### The task:
The required result is one figure, the count of lines below with the string "WalkedFile" in them.

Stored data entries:
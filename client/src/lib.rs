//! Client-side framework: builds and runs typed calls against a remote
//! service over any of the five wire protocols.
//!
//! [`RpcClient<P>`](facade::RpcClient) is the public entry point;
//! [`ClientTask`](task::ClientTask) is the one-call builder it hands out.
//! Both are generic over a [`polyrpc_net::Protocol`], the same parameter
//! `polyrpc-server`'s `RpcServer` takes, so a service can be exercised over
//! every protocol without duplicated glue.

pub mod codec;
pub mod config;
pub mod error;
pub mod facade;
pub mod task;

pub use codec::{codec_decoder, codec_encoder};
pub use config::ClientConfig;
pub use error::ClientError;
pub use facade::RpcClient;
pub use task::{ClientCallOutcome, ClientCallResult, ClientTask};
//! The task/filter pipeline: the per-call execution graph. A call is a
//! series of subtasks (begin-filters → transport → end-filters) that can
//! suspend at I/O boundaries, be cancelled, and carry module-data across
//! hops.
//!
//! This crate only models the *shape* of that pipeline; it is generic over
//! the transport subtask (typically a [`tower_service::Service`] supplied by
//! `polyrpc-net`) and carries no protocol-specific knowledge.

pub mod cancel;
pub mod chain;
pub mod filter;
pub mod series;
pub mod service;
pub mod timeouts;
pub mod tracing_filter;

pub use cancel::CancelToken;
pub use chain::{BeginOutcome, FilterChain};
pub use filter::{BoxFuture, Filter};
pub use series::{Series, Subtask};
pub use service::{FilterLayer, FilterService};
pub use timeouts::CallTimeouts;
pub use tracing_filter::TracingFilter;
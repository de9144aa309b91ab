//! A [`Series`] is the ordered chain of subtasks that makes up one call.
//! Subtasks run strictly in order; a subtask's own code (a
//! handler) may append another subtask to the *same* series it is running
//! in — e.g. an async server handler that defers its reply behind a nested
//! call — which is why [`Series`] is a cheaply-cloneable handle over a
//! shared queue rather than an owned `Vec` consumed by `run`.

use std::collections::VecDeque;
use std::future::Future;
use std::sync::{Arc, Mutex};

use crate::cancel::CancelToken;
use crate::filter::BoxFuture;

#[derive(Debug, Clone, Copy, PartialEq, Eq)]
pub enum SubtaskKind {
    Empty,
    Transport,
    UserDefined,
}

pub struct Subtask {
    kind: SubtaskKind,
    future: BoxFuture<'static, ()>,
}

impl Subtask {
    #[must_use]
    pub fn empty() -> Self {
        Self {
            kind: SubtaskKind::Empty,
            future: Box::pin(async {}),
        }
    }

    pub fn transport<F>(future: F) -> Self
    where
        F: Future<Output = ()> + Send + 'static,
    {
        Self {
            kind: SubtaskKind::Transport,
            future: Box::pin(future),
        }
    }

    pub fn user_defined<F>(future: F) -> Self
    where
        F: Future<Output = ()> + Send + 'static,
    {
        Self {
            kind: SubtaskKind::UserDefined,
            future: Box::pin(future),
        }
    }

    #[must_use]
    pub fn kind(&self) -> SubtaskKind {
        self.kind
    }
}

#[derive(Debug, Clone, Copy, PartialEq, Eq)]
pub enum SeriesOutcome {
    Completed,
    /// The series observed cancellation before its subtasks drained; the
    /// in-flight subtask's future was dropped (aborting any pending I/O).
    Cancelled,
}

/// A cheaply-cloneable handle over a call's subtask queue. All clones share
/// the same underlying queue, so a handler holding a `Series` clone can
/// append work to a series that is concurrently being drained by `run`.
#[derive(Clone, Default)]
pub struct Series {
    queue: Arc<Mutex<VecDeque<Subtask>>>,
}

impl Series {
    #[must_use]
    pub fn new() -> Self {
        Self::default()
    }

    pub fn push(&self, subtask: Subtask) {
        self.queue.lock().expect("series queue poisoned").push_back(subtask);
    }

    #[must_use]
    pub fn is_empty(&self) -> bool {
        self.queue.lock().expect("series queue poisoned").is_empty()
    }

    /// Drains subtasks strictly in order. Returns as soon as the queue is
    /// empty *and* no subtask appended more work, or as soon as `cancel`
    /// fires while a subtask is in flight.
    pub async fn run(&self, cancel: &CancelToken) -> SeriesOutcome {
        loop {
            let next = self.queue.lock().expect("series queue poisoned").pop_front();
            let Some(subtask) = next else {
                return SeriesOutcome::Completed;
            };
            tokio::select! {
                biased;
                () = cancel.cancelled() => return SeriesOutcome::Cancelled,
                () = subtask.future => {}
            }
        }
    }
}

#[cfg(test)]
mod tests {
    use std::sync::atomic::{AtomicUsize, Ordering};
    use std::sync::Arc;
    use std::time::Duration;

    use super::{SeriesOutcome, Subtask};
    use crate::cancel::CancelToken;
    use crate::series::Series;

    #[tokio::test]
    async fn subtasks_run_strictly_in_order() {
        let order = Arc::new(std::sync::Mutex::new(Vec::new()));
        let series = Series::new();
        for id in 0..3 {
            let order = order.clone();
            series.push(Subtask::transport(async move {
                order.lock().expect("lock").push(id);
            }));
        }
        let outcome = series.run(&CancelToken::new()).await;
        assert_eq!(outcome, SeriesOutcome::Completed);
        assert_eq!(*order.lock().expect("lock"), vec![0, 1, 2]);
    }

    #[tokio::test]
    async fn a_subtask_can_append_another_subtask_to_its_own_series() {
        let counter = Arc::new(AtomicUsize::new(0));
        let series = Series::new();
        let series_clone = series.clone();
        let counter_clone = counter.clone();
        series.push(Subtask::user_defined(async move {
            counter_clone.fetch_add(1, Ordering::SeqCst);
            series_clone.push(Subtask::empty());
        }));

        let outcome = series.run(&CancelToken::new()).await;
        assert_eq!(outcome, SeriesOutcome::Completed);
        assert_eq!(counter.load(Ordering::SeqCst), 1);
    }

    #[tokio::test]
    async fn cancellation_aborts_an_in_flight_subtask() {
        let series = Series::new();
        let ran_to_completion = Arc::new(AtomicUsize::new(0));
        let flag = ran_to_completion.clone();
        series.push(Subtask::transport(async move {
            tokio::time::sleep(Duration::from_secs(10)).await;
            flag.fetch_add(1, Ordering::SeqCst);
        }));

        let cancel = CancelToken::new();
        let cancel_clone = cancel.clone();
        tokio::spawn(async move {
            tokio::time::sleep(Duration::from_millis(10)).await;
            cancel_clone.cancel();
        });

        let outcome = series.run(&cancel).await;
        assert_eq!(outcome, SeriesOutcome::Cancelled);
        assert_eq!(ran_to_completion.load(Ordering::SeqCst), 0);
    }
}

---

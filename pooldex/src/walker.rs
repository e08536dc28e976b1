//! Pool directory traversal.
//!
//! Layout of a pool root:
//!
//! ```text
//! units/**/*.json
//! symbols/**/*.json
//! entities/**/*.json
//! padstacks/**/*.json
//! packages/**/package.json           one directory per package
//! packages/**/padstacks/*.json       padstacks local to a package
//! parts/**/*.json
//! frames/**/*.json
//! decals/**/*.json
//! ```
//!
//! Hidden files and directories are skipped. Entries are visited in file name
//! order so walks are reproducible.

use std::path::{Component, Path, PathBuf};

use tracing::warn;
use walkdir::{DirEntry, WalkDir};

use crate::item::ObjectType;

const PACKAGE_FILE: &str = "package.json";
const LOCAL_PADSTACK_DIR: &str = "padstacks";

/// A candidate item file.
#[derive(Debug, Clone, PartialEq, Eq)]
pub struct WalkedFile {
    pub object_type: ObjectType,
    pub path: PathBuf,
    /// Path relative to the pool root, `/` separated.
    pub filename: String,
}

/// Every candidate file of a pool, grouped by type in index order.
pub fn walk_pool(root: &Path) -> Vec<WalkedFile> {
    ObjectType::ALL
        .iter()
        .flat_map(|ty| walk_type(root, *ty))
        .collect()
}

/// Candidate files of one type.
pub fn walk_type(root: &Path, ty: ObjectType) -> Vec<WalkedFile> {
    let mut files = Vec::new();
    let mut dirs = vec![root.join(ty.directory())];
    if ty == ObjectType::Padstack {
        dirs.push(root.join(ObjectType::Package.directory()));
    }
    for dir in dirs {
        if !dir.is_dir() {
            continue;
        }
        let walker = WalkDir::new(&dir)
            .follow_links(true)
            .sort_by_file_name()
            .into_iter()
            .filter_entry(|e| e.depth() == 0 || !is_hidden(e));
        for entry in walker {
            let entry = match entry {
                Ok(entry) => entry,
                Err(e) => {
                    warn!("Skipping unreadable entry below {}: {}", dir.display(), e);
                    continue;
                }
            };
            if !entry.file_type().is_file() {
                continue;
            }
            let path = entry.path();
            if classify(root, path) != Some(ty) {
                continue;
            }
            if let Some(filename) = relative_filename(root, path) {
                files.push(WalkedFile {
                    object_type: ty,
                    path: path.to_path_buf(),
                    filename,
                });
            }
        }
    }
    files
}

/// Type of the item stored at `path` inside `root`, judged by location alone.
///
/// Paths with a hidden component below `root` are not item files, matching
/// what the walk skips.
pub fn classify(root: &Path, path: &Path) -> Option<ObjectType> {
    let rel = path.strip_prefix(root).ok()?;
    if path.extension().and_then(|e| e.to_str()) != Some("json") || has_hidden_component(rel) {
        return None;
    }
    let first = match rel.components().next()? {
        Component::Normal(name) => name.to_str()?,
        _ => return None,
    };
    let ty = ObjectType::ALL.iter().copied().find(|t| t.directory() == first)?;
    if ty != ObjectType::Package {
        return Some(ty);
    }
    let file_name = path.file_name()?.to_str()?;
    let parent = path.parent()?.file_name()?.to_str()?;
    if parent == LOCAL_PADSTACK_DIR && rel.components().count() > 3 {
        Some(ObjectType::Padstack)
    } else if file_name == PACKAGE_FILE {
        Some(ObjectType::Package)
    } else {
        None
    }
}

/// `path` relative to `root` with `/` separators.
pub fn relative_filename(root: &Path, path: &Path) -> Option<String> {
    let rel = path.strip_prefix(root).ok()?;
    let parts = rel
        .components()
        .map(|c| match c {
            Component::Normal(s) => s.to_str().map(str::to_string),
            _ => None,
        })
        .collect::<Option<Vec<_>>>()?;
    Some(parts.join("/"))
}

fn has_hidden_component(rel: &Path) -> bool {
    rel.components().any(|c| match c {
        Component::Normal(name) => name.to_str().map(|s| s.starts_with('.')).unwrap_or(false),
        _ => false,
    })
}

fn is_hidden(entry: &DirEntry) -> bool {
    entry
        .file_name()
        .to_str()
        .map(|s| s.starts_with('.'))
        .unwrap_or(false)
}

### Task solution:
4